Exercise description: Please return the lines of the data that contain "enabled".

----------------

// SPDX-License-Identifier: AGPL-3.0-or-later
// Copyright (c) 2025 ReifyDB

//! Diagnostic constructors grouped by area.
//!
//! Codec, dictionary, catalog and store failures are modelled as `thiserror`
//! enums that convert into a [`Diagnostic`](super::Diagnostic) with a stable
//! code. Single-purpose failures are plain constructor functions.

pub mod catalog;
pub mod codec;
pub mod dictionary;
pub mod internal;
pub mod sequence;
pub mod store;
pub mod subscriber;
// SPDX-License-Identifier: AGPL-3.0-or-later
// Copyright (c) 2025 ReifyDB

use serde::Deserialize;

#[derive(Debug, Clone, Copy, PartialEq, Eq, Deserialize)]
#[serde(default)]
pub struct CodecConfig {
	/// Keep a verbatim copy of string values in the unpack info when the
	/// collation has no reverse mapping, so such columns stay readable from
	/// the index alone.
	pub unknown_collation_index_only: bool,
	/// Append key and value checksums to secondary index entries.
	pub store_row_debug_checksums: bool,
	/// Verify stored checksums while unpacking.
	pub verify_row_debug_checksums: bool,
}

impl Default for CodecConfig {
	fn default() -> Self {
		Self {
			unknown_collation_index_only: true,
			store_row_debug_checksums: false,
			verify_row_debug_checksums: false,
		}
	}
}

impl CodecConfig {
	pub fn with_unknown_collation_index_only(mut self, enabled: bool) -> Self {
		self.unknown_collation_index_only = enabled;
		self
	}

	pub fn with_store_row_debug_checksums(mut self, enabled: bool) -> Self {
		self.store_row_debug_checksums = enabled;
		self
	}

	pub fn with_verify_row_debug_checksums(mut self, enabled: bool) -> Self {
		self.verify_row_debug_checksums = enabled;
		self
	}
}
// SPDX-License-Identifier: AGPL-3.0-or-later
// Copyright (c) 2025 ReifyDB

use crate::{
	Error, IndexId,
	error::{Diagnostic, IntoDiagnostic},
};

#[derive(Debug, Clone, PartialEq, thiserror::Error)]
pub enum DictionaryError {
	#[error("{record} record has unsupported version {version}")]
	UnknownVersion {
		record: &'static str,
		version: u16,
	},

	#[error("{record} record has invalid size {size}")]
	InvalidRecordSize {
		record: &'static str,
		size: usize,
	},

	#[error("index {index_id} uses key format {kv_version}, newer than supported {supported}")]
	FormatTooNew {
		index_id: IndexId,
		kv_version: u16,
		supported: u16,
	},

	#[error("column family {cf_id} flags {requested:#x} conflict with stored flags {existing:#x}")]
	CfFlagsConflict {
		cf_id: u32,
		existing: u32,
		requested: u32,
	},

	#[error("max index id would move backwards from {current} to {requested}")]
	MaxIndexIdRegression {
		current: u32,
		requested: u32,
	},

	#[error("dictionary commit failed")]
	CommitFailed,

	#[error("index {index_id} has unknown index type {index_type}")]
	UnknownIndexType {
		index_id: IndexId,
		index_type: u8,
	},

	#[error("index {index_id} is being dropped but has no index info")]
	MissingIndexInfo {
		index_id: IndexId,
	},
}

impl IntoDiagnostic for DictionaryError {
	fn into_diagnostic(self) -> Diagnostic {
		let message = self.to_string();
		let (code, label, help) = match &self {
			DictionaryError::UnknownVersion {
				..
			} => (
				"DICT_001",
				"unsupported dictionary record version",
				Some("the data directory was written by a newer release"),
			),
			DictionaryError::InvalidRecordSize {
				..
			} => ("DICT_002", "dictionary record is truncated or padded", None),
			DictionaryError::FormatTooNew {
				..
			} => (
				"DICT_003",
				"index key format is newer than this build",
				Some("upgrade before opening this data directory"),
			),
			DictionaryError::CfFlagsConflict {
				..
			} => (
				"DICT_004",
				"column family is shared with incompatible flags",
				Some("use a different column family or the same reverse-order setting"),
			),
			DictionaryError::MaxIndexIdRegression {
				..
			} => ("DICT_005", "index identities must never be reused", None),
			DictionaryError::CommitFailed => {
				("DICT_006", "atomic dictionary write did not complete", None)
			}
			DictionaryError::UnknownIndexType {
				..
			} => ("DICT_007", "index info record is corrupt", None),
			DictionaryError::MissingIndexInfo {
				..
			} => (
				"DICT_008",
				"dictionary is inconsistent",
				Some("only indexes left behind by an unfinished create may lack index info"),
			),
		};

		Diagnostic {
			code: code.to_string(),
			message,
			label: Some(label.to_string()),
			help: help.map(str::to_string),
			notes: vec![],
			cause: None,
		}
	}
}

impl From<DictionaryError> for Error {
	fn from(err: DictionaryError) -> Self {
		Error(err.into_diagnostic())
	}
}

----------------

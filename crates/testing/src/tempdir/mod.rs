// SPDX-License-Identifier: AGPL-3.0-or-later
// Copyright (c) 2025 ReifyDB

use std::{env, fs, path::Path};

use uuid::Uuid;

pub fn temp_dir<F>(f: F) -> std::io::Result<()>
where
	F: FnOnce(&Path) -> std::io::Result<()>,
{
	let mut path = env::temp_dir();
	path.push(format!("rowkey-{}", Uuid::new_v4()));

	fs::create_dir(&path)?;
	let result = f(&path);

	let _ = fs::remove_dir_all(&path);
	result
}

----------------

Task answer:
	pub fn with_unknown_collation_index_only(mut self, enabled: bool) -> Self {
		self.unknown_collation_index_only = enabled;
	pub fn with_store_row_debug_checksums(mut self, enabled: bool) -> Self {
		self.store_row_debug_checksums = enabled;
	pub fn with_verify_row_debug_checksums(mut self, enabled: bool) -> Self {
		self.verify_row_debug_checksums = enabled;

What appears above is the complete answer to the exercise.